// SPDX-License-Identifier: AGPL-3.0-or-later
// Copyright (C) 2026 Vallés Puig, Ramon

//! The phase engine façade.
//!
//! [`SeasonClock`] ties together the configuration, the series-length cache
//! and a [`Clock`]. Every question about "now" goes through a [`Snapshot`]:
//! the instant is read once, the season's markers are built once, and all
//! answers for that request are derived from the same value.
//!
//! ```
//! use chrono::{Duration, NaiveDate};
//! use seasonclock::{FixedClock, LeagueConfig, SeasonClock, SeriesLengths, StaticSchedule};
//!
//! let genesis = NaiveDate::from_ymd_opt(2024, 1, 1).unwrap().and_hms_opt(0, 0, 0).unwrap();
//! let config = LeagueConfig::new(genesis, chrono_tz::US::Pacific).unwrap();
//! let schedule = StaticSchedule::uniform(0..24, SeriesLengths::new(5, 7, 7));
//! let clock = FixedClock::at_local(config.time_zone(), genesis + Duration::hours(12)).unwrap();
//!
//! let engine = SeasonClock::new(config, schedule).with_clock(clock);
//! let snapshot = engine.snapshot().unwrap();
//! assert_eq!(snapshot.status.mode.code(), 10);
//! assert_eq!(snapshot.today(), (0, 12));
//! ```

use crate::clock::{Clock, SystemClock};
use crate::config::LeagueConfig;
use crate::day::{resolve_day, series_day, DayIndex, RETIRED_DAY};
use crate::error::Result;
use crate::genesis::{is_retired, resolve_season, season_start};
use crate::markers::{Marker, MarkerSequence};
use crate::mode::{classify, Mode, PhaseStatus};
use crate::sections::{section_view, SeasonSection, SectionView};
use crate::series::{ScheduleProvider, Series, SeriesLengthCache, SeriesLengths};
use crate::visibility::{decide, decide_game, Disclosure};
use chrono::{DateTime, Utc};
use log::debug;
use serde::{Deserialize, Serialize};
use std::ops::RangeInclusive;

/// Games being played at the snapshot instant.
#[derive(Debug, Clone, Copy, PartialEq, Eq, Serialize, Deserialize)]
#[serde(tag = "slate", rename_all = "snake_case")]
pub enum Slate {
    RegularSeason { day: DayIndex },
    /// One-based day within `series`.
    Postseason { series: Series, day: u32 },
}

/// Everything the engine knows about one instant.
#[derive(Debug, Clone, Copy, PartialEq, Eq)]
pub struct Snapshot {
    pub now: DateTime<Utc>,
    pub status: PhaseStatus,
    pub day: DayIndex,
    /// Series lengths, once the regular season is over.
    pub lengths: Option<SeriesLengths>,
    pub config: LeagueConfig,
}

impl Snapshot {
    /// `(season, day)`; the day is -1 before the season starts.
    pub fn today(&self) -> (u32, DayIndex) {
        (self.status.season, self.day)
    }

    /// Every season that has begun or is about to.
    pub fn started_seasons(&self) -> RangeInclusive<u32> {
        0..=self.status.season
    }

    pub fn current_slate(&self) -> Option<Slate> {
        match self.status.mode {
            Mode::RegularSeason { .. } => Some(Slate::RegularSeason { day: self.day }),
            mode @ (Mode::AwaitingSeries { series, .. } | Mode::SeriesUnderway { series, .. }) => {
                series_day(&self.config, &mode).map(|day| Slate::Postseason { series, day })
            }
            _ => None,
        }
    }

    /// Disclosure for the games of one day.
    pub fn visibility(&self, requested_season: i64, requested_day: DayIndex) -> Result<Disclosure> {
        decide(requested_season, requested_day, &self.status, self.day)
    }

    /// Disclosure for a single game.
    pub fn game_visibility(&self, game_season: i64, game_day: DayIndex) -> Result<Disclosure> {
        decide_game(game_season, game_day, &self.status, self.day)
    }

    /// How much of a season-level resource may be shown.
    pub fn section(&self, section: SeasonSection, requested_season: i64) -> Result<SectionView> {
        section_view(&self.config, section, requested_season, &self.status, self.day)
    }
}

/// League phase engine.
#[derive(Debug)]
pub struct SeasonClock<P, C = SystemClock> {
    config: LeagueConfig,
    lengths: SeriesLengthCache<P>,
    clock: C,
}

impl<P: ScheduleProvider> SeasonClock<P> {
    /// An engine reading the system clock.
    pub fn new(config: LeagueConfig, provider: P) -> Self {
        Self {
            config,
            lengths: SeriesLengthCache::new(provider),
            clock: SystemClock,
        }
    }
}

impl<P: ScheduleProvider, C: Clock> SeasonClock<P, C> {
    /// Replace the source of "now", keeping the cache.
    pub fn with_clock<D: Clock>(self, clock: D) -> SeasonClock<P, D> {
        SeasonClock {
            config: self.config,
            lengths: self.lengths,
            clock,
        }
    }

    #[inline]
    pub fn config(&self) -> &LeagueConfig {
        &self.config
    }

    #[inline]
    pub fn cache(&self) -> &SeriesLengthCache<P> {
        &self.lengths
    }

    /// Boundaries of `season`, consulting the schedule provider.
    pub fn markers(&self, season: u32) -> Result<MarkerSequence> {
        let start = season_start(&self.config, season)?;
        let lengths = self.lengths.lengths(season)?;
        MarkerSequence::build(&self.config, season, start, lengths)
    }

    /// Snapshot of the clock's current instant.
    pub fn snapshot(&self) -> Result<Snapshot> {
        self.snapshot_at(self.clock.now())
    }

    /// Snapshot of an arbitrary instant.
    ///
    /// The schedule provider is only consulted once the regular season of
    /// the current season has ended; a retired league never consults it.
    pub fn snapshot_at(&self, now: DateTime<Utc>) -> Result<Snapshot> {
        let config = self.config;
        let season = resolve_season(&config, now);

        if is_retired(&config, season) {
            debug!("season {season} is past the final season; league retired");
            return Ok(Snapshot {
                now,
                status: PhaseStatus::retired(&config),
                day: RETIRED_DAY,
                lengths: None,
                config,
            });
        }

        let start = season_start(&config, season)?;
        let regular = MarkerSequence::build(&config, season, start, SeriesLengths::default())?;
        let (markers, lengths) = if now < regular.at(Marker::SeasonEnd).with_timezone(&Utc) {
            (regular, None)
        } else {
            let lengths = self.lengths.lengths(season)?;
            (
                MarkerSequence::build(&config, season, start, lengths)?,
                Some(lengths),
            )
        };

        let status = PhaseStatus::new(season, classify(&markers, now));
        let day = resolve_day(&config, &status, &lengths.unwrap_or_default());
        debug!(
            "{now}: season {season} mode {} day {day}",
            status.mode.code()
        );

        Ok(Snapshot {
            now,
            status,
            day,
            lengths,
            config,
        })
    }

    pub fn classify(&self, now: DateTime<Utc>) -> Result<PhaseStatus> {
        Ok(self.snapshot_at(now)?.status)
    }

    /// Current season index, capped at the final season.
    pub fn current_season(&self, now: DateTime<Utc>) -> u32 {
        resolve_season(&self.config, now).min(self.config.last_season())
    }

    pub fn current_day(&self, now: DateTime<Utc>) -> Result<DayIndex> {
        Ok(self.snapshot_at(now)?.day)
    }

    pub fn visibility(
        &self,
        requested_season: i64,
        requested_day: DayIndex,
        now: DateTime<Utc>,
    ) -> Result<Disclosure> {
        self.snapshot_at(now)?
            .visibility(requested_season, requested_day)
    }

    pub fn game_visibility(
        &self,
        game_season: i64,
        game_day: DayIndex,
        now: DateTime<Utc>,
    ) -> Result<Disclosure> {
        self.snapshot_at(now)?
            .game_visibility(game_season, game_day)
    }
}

Description of the task ->
The material above is to be transcribed in full, exactly as it appears.

Written solution ->
// SPDX-License-Identifier: AGPL-3.0-or-later
// Copyright (C) 2026 Vallés Puig, Ramon

//! The phase engine façade.
//!
//! [`SeasonClock`] ties together the configuration, the series-length cache
//! and a [`Clock`]. Every question about "now" goes through a [`Snapshot`]:
//! the instant is read once, the season's markers are built once, and all
//! answers for that request are derived from the same value.
//!
//! ```
//! use chrono::{Duration, NaiveDate};
//! use seasonclock::{FixedClock, LeagueConfig, SeasonClock, SeriesLengths, StaticSchedule};
//!
//! let genesis = NaiveDate::from_ymd_opt(2024, 1, 1).unwrap().and_hms_opt(0, 0, 0).unwrap();
//! let config = LeagueConfig::new(genesis, chrono_tz::US::Pacific).unwrap();
//! let schedule = StaticSchedule::uniform(0..24, SeriesLengths::new(5, 7, 7));
//! let clock = FixedClock::at_local(config.time_zone(), genesis + Duration::hours(12)).unwrap();
//!
//! let engine = SeasonClock::new(config, schedule).with_clock(clock);
//! let snapshot = engine.snapshot().unwrap();
//! assert_eq!(snapshot.status.mode.code(), 10);
//! assert_eq!(snapshot.today(), (0, 12));
//! ```

use crate::clock::{Clock, SystemClock};
use crate::config::LeagueConfig;
use crate::day::{resolve_day, series_day, DayIndex, RETIRED_DAY};
use crate::error::Result;
use crate::genesis::{is_retired, resolve_season, season_start};
use crate::markers::{Marker, MarkerSequence};
use crate::mode::{classify, Mode, PhaseStatus};
use crate::sections::{section_view, SeasonSection, SectionView};
use crate::series::{ScheduleProvider, Series, SeriesLengthCache, SeriesLengths};
use crate::visibility::{decide, decide_game, Disclosure};
use chrono::{DateTime, Utc};
use log::debug;
use serde::{Deserialize, Serialize};
use std::ops::RangeInclusive;

/// Games being played at the snapshot instant.
#[derive(Debug, Clone, Copy, PartialEq, Eq, Serialize, Deserialize)]
#[serde(tag = "slate", rename_all = "snake_case")]
pub enum Slate {
    RegularSeason { day: DayIndex },
    /// One-based day within `series`.
    Postseason { series: Series, day: u32 },
}

/// Everything the engine knows about one instant.
#[derive(Debug, Clone, Copy, PartialEq, Eq)]
pub struct Snapshot {
    pub now: DateTime<Utc>,
    pub status: PhaseStatus,
    pub day: DayIndex,
    /// Series lengths, once the regular season is over.
    pub lengths: Option<SeriesLengths>,
    pub config: LeagueConfig,
}

impl Snapshot {
    /// `(season, day)`; the day is -1 before the season starts.
    pub fn today(&self) -> (u32, DayIndex) {
        (self.status.season, self.day)
    }

    /// Every season that has begun or is about to.
    pub fn started_seasons(&self) -> RangeInclusive<u32> {
        0..=self.status.season
    }

    pub fn current_slate(&self) -> Option<Slate> {
        match self.status.mode {
            Mode::RegularSeason { .. } => Some(Slate::RegularSeason { day: self.day }),
            mode @ (Mode::AwaitingSeries { series, .. } | Mode::SeriesUnderway { series, .. }) => {
                series_day(&self.config, &mode).map(|day| Slate::Postseason { series, day })
            }
            _ => None,
        }
    }

    /// Disclosure for the games of one day.
    pub fn visibility(&self, requested_season: i64, requested_day: DayIndex) -> Result<Disclosure> {
        decide(requested_season, requested_day, &self.status, self.day)
    }

    /// Disclosure for a single game.
    pub fn game_visibility(&self, game_season: i64, game_day: DayIndex) -> Result<Disclosure> {
        decide_game(game_season, game_day, &self.status, self.day)
    }

    /// How much of a season-level resource may be shown.
    pub fn section(&self, section: SeasonSection, requested_season: i64) -> Result<SectionView> {
        section_view(&self.config, section, requested_season, &self.status, self.day)
    }
}

/// League phase engine.
#[derive(Debug)]
pub struct SeasonClock<P, C = SystemClock> {
    config: LeagueConfig,
    lengths: SeriesLengthCache<P>,
    clock: C,
}

impl<P: ScheduleProvider> SeasonClock<P> {
    /// An engine reading the system clock.
    pub fn new(config: LeagueConfig, provider: P) -> Self {
        Self {
            config,
            lengths: SeriesLengthCache::new(provider),
            clock: SystemClock,
        }
    }
}

impl<P: ScheduleProvider, C: Clock> SeasonClock<P, C> {
    /// Replace the source of "now", keeping the cache.
    pub fn with_clock<D: Clock>(self, clock: D) -> SeasonClock<P, D> {
        SeasonClock {
            config: self.config,
            lengths: self.lengths,
            clock,
        }
    }

    #[inline]
    pub fn config(&self) -> &LeagueConfig {
        &self.config
    }

    #[inline]
    pub fn cache(&self) -> &SeriesLengthCache<P> {
        &self.lengths
    }

    /// Boundaries of `season`, consulting the schedule provider.
    pub fn markers(&self, season: u32) -> Result<MarkerSequence> {
        let start = season_start(&self.config, season)?;
        let lengths = self.lengths.lengths(season)?;
        MarkerSequence::build(&self.config, season, start, lengths)
    }

    /// Snapshot of the clock's current instant.
    pub fn snapshot(&self) -> Result<Snapshot> {
        self.snapshot_at(self.clock.now())
    }

    /// Snapshot of an arbitrary instant.
    ///
    /// The schedule provider is only consulted once the regular season of
    /// the current season has ended; a retired league never consults it.
    pub fn snapshot_at(&self, now: DateTime<Utc>) -> Result<Snapshot> {
        let config = self.config;
        let season = resolve_season(&config, now);

        if is_retired(&config, season) {
            debug!("season {season} is past the final season; league retired");
            return Ok(Snapshot {
                now,
                status: PhaseStatus::retired(&config),
                day: RETIRED_DAY,
                lengths: None,
                config,
            });
        }

        let start = season_start(&config, season)?;
        let regular = MarkerSequence::build(&config, season, start, SeriesLengths::default())?;
        let (markers, lengths) = if now < regular.at(Marker::SeasonEnd).with_timezone(&Utc) {
            (regular, None)
        } else {
            let lengths = self.lengths.lengths(season)?;
            (
                MarkerSequence::build(&config, season, start, lengths)?,
                Some(lengths),
            )
        };

        let status = PhaseStatus::new(season, classify(&markers, now));
        let day = resolve_day(&config, &status, &lengths.unwrap_or_default());
        debug!(
            "{now}: season {season} mode {} day {day}",
            status.mode.code()
        );

        Ok(Snapshot {
            now,
            status,
            day,
            lengths,
            config,
        })
    }

    pub fn classify(&self, now: DateTime<Utc>) -> Result<PhaseStatus> {
        Ok(self.snapshot_at(now)?.status)
    }

    /// Current season index, capped at the final season.
    pub fn current_season(&self, now: DateTime<Utc>) -> u32 {
        resolve_season(&self.config, now).min(self.config.last_season())
    }

    pub fn current_day(&self, now: DateTime<Utc>) -> Result<DayIndex> {
        Ok(self.snapshot_at(now)?.day)
    }

    pub fn visibility(
        &self,
        requested_season: i64,
        requested_day: DayIndex,
        now: DateTime<Utc>,
    ) -> Result<Disclosure> {
        self.snapshot_at(now)?
            .visibility(requested_season, requested_day)
    }

    pub fn game_visibility(
        &self,
        game_season: i64,
        game_day: DayIndex,
        now: DateTime<Utc>,
    ) -> Result<Disclosure> {
        self.snapshot_at(now)?
            .game_visibility(game_season, game_day)
    }
}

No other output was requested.